Sample Psychology Paper on Interpersonal Psychotherapy Training

Interpersonal Psychotherapy Training (IPT) is a form of therapy commonly used in patients with mental illnesses. IPT is typically designed to help depressed people out of their distresses and enhance their social interactions. When utilized appropriately, the IPT intervention is an effective mode of treatment, though, besides its benefits, it has drawbacks too.

Advantages of using of using a protocol-driven psychotherapy interventions such as IPT with depressed patients

The IPT intervention has several advantages. Firstly, the treatment is time-limited in that it occurs within a stipulated duration, with long lasting positive effect on the patient even after completion of the therapy sessions unlike other forms of medication such as antidepressants, which are conditioned to work when continually taken. Secondly, patients who have undergone the IPT therapy treatment rarely experiences relapse or recurrence of depression (Markowitz & Weissman, 2004). Lastly, the patient is psychologically involved in the treatment sessions, which facilitates the healing process. Markowitz & Weissman (2004), argue that during the treatment sessions, the patient can resolve the distressing life events, build interpersonal skills as well as contribute in organizing his or her life, thus regain control of mood and functioning.

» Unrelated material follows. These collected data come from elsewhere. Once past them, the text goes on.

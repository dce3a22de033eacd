use crate::{
    info,
    spotify::{WebApi, chart_csv},
    types::Charts,
    uri::{CHART_URI_PATTERN, ChartQuery},
    warning,
};

impl WebApi {
    /// Retrieves a regional or viral chart.
    ///
    /// The URI must follow `spotify:charts:metric:region:time_window:date`.
    /// Every parameter is checked against its valid options before anything
    /// goes over the network; the first invalid one is logged with those
    /// options and `None` is returned.
    ///
    /// A failed download or an unreadable CSV body is not an error: the chart
    /// record is built, cached and returned with an empty track list.
    ///
    /// # Arguments
    ///
    /// * `uri` - Chart URI with six tokens; also the cache key
    ///
    /// # Returns
    ///
    /// - `Some(Charts)` - The validated parameters and the chart's track URIs
    /// - `None` - The URI is malformed or has an invalid parameter
    ///
    /// # Example
    ///
    /// ```
    /// let charts = api.get_charts("spotify:charts:regional:us:weekly:latest").await;
    /// ```
    pub async fn get_charts(&mut self, uri: &str) -> Option<Charts> {
        if let Some(cached) = self.cache.charts.get(uri) {
            return Some(cached.clone());
        }

        let query = match ChartQuery::parse(uri) {
            Ok(query) => query,
            Err(e) => {
                warning!("{}", e);
                info!(
                    "Generally, a charts URI follows the pattern {}",
                    CHART_URI_PATTERN
                );
                return None;
            }
        };

        let tracks = self.get_chart_tracks(&query).await;
        let charts = Charts {
            metric: query.metric,
            region: query.region,
            window: query.window,
            date: query.date,
            tracks,
        };

        Some(self.cache.charts.insert(uri, charts).clone())
    }

    async fn get_chart_tracks(&mut self, query: &ChartQuery) -> Vec<String> {
        let url = format!("{}/{}", self.settings.charts_url, query.download_path());
        let description = format!("{} {} charts", query.region, query.metric);

        let Some(body) = self.request_text(&url, &description).await else {
            return Vec::new();
        };

        match chart_csv::parse_track_uris(&body) {
            Ok(tracks) => tracks,
            Err(e) => {
                warning!("Ignoring {}: {}", description, e);
                Vec::new()
            }
        }
    }
}
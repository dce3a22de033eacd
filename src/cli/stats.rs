use tabled::Table;

use crate::{spotify::WebApi, types::CacheTableRow};

pub fn cache_stats(api: &WebApi) {
    let rows: Vec<CacheTableRow> = api
        .cache()
        .counts()
        .into_iter()
        .map(|(kind, entries)| CacheTableRow {
            kind: kind.to_string(),
            entries,
        })
        .collect();

    println!("{}", Table::new(rows));
}
use crate::{
    spotify::WebApi,
    types::{TrackMeta, TrackResponse},
    uri::SpotifyUri,
    warning,
};

impl WebApi {
    /// Looks up a track and returns the links genre lookups need.
    ///
    /// Not cached; the ripper normally already holds its track objects and
    /// only the CLI starts from a bare track URI.
    ///
    /// # Arguments
    ///
    /// * `uri` - Track URI, e.g. `spotify:track:<id>`
    ///
    /// # Returns
    ///
    /// - `Some(TrackMeta)` - Name, URI, artist URIs and album URI
    /// - `None` - Malformed URI or failed lookup
    ///
    /// # Example
    ///
    /// ```
    /// let track = api.get_track("spotify:track:6rqhFgbbKwnb9MLmUQDhG6").await;
    /// ```
    pub async fn get_track(&mut self, uri: &str) -> Option<TrackMeta> {
        let track = match SpotifyUri::parse(uri) {
            Ok(track) => track,
            Err(e) => {
                warning!("{}", e);
                return None;
            }
        };

        let url = self.api_url(&format!("tracks/{}", track.id));
        self.request_json::<TrackResponse>(&url, "track")
            .await
            .map(TrackMeta::from)
    }
}
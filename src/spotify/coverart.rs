use crate::{
    spotify::WebApi,
    types::TrackResponse,
    uri::SpotifyUri,
    utils::{self, LARGE_COVERART_MIN_WIDTH},
    warning,
};

impl WebApi {
    /// Downloads the first cover image of a track's album that is at least
    /// 600 pixels wide.
    ///
    /// Only the resolved image URL is cached. The image bytes are downloaded
    /// on every call, so a cached track costs one request and an uncached one
    /// costs two (track lookup, then image).
    ///
    /// Returns `None` without caching when the URI is malformed, the track
    /// lookup fails, the payload has no album images, or no image is wide
    /// enough.
    ///
    /// # Arguments
    ///
    /// * `uri` - Track URI, e.g. `spotify:track:<id>`; also the cache key
    ///
    /// # Returns
    ///
    /// - `Some(Vec<u8>)` - The encoded image as served, usually JPEG
    /// - `None` - No suitable image, or a request failed
    ///
    /// # Example
    ///
    /// ```
    /// if let Some(jpeg) = api.get_large_coverart("spotify:track:6rqhFgbbKwnb9MLmUQDhG6").await {
    ///     async_fs::write("cover.jpg", jpeg).await?;
    /// }
    /// ```
    pub async fn get_large_coverart(&mut self, uri: &str) -> Option<Vec<u8>> {
        if let Some(image_url) = self.cache.large_coverart.get(uri).cloned() {
            return self.request_bytes(&image_url, "cover art").await;
        }

        let track = match SpotifyUri::parse(uri) {
            Ok(track) => track,
            Err(e) => {
                warning!("{}", e);
                return None;
            }
        };

        let url = self.api_url(&format!("tracks/{}", track.id));
        let response = self.request_json::<TrackResponse>(&url, "track").await?;

        let Some(images) = response.album.and_then(|album| album.images) else {
            warning!("Track {} has no album images", uri);
            return None;
        };

        let Some(image) = utils::select_large_image(&images, LARGE_COVERART_MIN_WIDTH) else {
            warning!(
                "No cover art of at least {}px found for {}",
                LARGE_COVERART_MIN_WIDTH,
                uri
            );
            return None;
        };

        let image_url = self
            .cache
            .large_coverart
            .insert(uri, image.url.clone())
            .clone();
        self.request_bytes(&image_url, "cover art").await
    }
}
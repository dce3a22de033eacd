use std::fmt;

use serde::{Deserialize, Serialize};
use tabled::Tabled;

use crate::uri::{ChartDate, Metric, Region, Window};

#[derive(Debug, Clone, Serialize, Deserialize)]
pub struct UriItem {
    pub uri: String,
}

#[derive(Debug, Clone, Serialize, Deserialize)]
pub struct AlbumsPage {
    pub items: Vec<UriItem>,
    /// Only read from the first page of a listing.
    #[serde(default)]
    pub total: Option<u64>,
}

#[derive(Debug, Clone, Serialize, Deserialize)]
pub struct AlbumArtist {
    #[serde(default)]
    pub id: String,
    pub name: String,
}

#[derive(Debug, Clone, Serialize, Deserialize)]
pub struct AlbumResponse {
    pub artists: Vec<AlbumArtist>,
}

#[derive(Debug, Clone, Serialize, Deserialize)]
pub struct GenresResponse {
    pub genres: Vec<String>,
}

#[derive(Debug, Clone, PartialEq, Serialize, Deserialize)]
pub struct Image {
    pub url: String,
    pub width: Option<u32>,
    pub height: Option<u32>,
}

#[derive(Debug, Clone, Serialize, Deserialize)]
pub struct LinkedEntity {
    pub uri: String,
    #[serde(default)]
    pub name: String,
}

#[derive(Debug, Clone, Serialize, Deserialize)]
pub struct TrackAlbum {
    pub uri: Option<String>,
    #[serde(default)]
    pub name: String,
    pub images: Option<Vec<Image>>,
}

#[derive(Debug, Clone, Serialize, Deserialize)]
pub struct TrackResponse {
    #[serde(default)]
    pub name: String,
    #[serde(default)]
    pub uri: String,
    #[serde(default)]
    pub artists: Vec<LinkedEntity>,
    pub album: Option<TrackAlbum>,
}

/// Access to the two entities of a track that carry genres.
///
/// The ripper hands over its own track objects; anything that can name the
/// URI of its first artist and of its album can be used for genre lookups.
pub trait TrackLinks {
    fn first_artist_uri(&self) -> Option<&str>;
    fn album_uri(&self) -> Option<&str>;
}

#[derive(Debug, Clone, Default, PartialEq)]
pub struct TrackMeta {
    pub name: String,
    pub uri: String,
    pub artist_uris: Vec<String>,
    pub album_uri: Option<String>,
}

impl TrackLinks for TrackMeta {
    fn first_artist_uri(&self) -> Option<&str> {
        self.artist_uris.first().map(String::as_str)
    }

    fn album_uri(&self) -> Option<&str> {
        self.album_uri.as_deref()
    }
}

impl From<TrackResponse> for TrackMeta {
    fn from(track: TrackResponse) -> Self {
        TrackMeta {
            name: track.name,
            uri: track.uri,
            artist_uris: track.artists.into_iter().map(|a| a.uri).collect(),
            album_uri: track.album.and_then(|a| a.uri),
        }
    }
}

/// Which entity of a track a genre lookup is made against.
#[derive(Debug, Clone, Copy, PartialEq, Eq, clap::ValueEnum)]
pub enum GenreKind {
    Artist,
    Album,
}

impl GenreKind {
    /// Collection path of the entity on the REST API.
    pub fn collection(&self) -> &'static str {
        match self {
            GenreKind::Artist => "artists",
            GenreKind::Album => "albums",
        }
    }
}

impl fmt::Display for GenreKind {
    fn fmt(&self, f: &mut fmt::Formatter<'_>) -> fmt::Result {
        match self {
            GenreKind::Artist => write!(f, "artist"),
            GenreKind::Album => write!(f, "album"),
        }
    }
}

#[derive(Debug, Clone, PartialEq)]
pub struct Charts {
    pub metric: Metric,
    pub region: Region,
    pub window: Window,
    pub date: ChartDate,
    pub tracks: Vec<String>,
}

#[derive(Tabled)]
pub struct UriTableRow {
    #[tabled(rename = "#")]
    pub position: usize,
    pub uri: String,
}

#[derive(Tabled)]
pub struct NameTableRow {
    pub uri: String,
    pub names: String,
}

#[derive(Tabled)]
pub struct CacheTableRow {
    pub kind: String,
    pub entries: usize,
}
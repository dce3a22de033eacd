mod cache;
mod session;

pub use cache::CacheTable;
pub use cache::ResultCache;
pub use session::Credential;
pub use session::Session;
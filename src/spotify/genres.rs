use crate::{
    spotify::WebApi,
    types::{GenreKind, GenresResponse, TrackLinks},
    uri::SpotifyUri,
    warning,
};

impl WebApi {
    /// Retrieves the genres of a track's first artist or of its album.
    ///
    /// `kind` selects the entity; its URI is the cache key, so tracks sharing
    /// an artist (or an album) share one lookup.
    ///
    /// Returns `None` when the track lacks the entity, its URI is malformed,
    /// or the entity lookup fails. Nothing is cached in those cases.
    ///
    /// # Arguments
    ///
    /// * `kind` - Whether to ask the first artist or the album
    /// * `track` - Anything exposing the track's artist and album URIs
    ///
    /// # Returns
    ///
    /// - `Some(Vec<String>)` - The entity's genres, possibly empty
    /// - `None` - The entity is unknown or could not be fetched
    ///
    /// # Example
    ///
    /// ```
    /// if let Some(track) = api.get_track("spotify:track:6rqhFgbbKwnb9MLmUQDhG6").await {
    ///     let genres = api.get_genres(GenreKind::Artist, &track).await;
    /// }
    /// ```
    pub async fn get_genres<T: TrackLinks + ?Sized>(
        &mut self,
        kind: GenreKind,
        track: &T,
    ) -> Option<Vec<String>> {
        let uri = match kind {
            GenreKind::Artist => track.first_artist_uri(),
            GenreKind::Album => track.album_uri(),
        };
        let Some(uri) = uri.map(str::to_string) else {
            warning!("Track has no {} to look up genres for", kind);
            return None;
        };

        if let Some(cached) = self.cache.genres.get(&uri) {
            return Some(cached.clone());
        }

        let entity = match SpotifyUri::parse(&uri) {
            Ok(entity) => entity,
            Err(e) => {
                warning!("{}", e);
                return None;
            }
        };

        let url = self.api_url(&format!("{}/{}", kind.collection(), entity.id));
        let response = self.request_json::<GenresResponse>(&url, "genres").await?;

        Some(self.cache.genres.insert(&uri, response.genres).clone())
    }
}
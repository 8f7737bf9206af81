//! Syntax highlighting module
//!
//! Provides the lexing side of the pipeline:
//! - Language detection from names, file extensions, and content
//! - The [`LexingEngine`] capability interface
//! - A tree-sitter backed engine plus the plain-text fallback grammar
//!
//! ## Architecture
//!
//! ```text
//! GrammarResolver → LexingEngine::open_stream → TokenStream
//!                 → LineGroups → HtmlFormatter → Vec<String>
//! ```
//!
//! ## Supported Languages
//!
//! - Rust, Python, Go, PHP
//! - C, C++, Java, Bash
//! - Scheme/Racket, INI, XML

mod engine;
mod guess;
mod highlights;
mod languages;
mod plaintext;
mod treesitter;

pub use engine::{GrammarHandle, LexingEngine, TokenStream, FALLBACK_GRAMMAR};
pub use guess::guess_language;
pub use highlights::{
    css_class, highlight_id_for_name, HighlightId, LineGroup, Token, HIGHLIGHTS,
};
pub use languages::LanguageId;
pub use plaintext::PlainTextStream;
pub use treesitter::{TreeSitterEngine, DEFAULT_STREAM_LIMIT};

IPT disadvantages include; lack of optimal dosage and dropout cases of patients. Due to lack of optimal dosage, patients with chronic depression are undifferentiated from the rest. All are treated equally based on the IPT’s structure of treatment. Some of the patients fail to improve as intended, due to failure of therapy completion.

Interpersonal Psychotherapy Training (IPT) is advantageous since it is time-limited, patients barely experience relapses, and it is patient-involving. Conversely, the intervention is disadvantageous due to lack of optimal dosage as well as drop out cases of patients from sessions.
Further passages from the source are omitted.